(Beginning of EXERCISE MATERIAL)

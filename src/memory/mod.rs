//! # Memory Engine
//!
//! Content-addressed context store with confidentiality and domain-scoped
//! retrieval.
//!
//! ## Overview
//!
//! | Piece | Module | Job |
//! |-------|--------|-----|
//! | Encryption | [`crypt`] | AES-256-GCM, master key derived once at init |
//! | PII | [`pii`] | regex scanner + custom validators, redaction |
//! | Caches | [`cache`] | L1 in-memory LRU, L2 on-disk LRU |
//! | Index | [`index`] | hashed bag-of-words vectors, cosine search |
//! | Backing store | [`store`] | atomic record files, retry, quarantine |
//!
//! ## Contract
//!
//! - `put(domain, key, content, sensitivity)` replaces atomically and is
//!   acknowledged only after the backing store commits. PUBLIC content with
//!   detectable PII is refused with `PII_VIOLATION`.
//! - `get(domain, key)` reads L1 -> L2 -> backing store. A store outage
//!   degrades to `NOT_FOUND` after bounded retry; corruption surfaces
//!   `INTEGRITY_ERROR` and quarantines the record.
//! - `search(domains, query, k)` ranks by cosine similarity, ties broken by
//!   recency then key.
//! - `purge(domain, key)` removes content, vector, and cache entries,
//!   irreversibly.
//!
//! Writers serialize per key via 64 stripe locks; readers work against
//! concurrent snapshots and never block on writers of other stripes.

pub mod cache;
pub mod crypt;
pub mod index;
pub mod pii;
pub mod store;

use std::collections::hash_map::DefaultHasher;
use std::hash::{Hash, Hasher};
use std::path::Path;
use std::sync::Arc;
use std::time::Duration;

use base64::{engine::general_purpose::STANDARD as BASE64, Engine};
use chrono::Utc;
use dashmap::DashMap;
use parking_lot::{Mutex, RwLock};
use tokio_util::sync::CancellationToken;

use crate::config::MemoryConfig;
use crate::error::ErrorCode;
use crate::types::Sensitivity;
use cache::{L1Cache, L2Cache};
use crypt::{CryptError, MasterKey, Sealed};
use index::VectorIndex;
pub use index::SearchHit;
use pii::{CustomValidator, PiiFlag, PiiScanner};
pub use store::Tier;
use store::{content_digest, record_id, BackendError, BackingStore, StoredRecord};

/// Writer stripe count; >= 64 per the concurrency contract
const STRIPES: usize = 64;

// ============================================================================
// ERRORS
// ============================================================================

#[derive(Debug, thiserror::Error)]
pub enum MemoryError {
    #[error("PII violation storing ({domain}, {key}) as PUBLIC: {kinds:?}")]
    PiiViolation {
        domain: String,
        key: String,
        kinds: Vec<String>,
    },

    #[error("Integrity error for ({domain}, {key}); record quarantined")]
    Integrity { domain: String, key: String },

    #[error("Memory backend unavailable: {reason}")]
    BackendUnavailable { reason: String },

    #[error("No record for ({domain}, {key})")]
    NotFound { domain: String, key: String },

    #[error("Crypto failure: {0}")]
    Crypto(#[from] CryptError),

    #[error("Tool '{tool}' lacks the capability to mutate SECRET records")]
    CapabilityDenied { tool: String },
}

(End of EXERCISE MATERIAL)

For every line above that includes the word "cache", return the line.

//! | Caches | [`cache`] | L1 in-memory LRU, L2 on-disk LRU |
//! - `purge(domain, key)` removes content, vector, and cache entries,
pub mod cache;
use cache::{L1Cache, L2Cache};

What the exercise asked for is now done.